Biography

William Briggs, M.D., born at Norwich, County of Norfolk, England, was an English physician and oculist. Following schooling at Norwich School he was entered at Corpus Christi College, Cambridge, at age thirteen, under Thomas Tenison. He became a fellow of his college in 1668, and graduated M.A. in 1670. After some years spent in tuition and in studying medicine, he went to France and attended the lectures of Raymond Vieussens at Montpellier. To him Briggs dedicated his *Ophthalmographia*, an anatomical description of the eye, published at Cambridge in 1676, on his return from France.

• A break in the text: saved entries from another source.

//! Paragraph summary, tone and rewrite.

use serde::{Deserialize, Serialize};

use crate::chat::SharedChatProvider;
use crate::error::{Error, Result};
use crate::invoker::ModelSettings;
use crate::parser::ParseStrategy;
use crate::pipeline::Pipeline;
use crate::prompts::PromptTemplate;
use crate::schema::{FieldSpec, Schema};

/// Prompt template; the paragraph goes into `{{ paragraph }}`.
pub const TEMPLATE: &str = "\
You are an expert writing assistant. Analyze the paragraph below and respond in plain text only.

Paragraph:
{{ paragraph }}

{{ format_instructions }}";

/// Default sampling temperature.
pub const DEFAULT_TEMPERATURE: f32 = 0.7;

/// Allowed tone labels.
pub const TONES: [&str; 3] = ["Formal", "Casual", "Technical"];

/// Output schema: `summary`, `tone`, `improved_version`.
///
/// # Errors
///
/// Never fails in practice; the signature follows [`Schema::builder`].
pub fn schema() -> Result<Schema> {
    Schema::builder("text_transformation")
        .description("Summary, tone and improved version of a paragraph")
        .field(FieldSpec::text(
            "summary",
            "A 3 to 4 line summary of the paragraph.",
        ))
        .field(
            FieldSpec::text("tone", "Exactly one word describing the tone of the paragraph.")
                .one_of(TONES),
        )
        .field(FieldSpec::text(
            "improved_version",
            "A clearly improved version of the paragraph, fixing grammar, flow and clarity.",
        ))
        .build()
}

/// Sections of a transformed paragraph.
#[derive(Debug, Clone, Default, PartialEq, Eq, Serialize, Deserialize)]
pub struct TextTransformation {
    /// Short summary.
    pub summary: String,
    /// Tone label.
    pub tone: String,
    /// Rewritten paragraph.
    pub improved_version: String,
}

/// Result of [`TextTransformer::transform`]. On failure the sections are
/// empty and `error` says why.
#[derive(Debug, Clone, PartialEq, Eq)]
pub struct Transformed {
    /// The sections, empty on failure.
    pub transformation: TextTransformation,
    /// Why the sections are empty, if they are.
    pub error: Option<Error>,
}

/// Summarises, classifies and rewrites paragraphs.
#[derive(Debug, Clone)]
pub struct TextTransformer {
    pipeline: Pipeline,
}

impl TextTransformer {
    /// Creates a transformer with the default temperature.
    ///
    /// # Errors
    ///
    /// See [`with_settings`](Self::with_settings).
    pub fn new(provider: SharedChatProvider) -> Result<Self> {
        Self::with_settings(provider, ModelSettings::with_temperature(DEFAULT_TEMPERATURE))
    }

    /// Creates a transformer with explicit model settings.
    ///
    /// # Errors
    ///
    /// Returns an error if the pipeline cannot be built.
    pub fn with_settings(provider: SharedChatProvider, settings: ModelSettings) -> Result<Self> {
        let pipeline = Pipeline::builder("transform")
            .schema(schema()?)
            .template(PromptTemplate::new("transform", TEMPLATE, "paragraph"))
            .strategy(ParseStrategy::Sections)
            .provider(provider)
            .settings(settings)
            .build()?;
        Ok(Self { pipeline })
    }

    /// Underlying pipeline.
    #[must_use]
    pub const fn pipeline(&self) -> &Pipeline {
        &self.pipeline
    }

    /// Transforms one paragraph.
    ///
    /// # Errors
    ///
    /// Returns [`Error::InvalidInput`] for a blank paragraph. Model and parse
    /// failures are reported through [`Transformed::error`].
    pub async fn transform(&self, paragraph: &str) -> Result<Transformed> {
        let extraction = self.pipeline.run(paragraph).await?;
        let (transformation, error) = super::typed_or_default(extraction);
        Ok(Transformed {
            transformation,
            error,
        })
    }
}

He proceeded M.D. at Cambridge in 1677, and was elected a fellow of the London College of Physicians in 1682. In the latter year the first part of his *Theory of Vision* was published by Robert Hooke; the second part was published in the *Philosophical Transactions* in 1683. The *Theory of Vision* was translated into Latin, and published in 1685 by desire of Sir Isaac Newton, who wrote a commendatory preface to it, acknowledging the benefit he had derived from Briggs's anatomical skill and knowledge. One point in Briggs's account of the eye is noteworthy, that being his recognition of the retina as an expansion in which the fibres of the optic nerve are spread out. Briggs practised with great success in London, especially in diseases of the eye; was physician to St. Thomas's Hospital 1682–9, physician in ordinary to William III of England from 1696, and censor of the College of Physicians in 1685, 1686, 1692.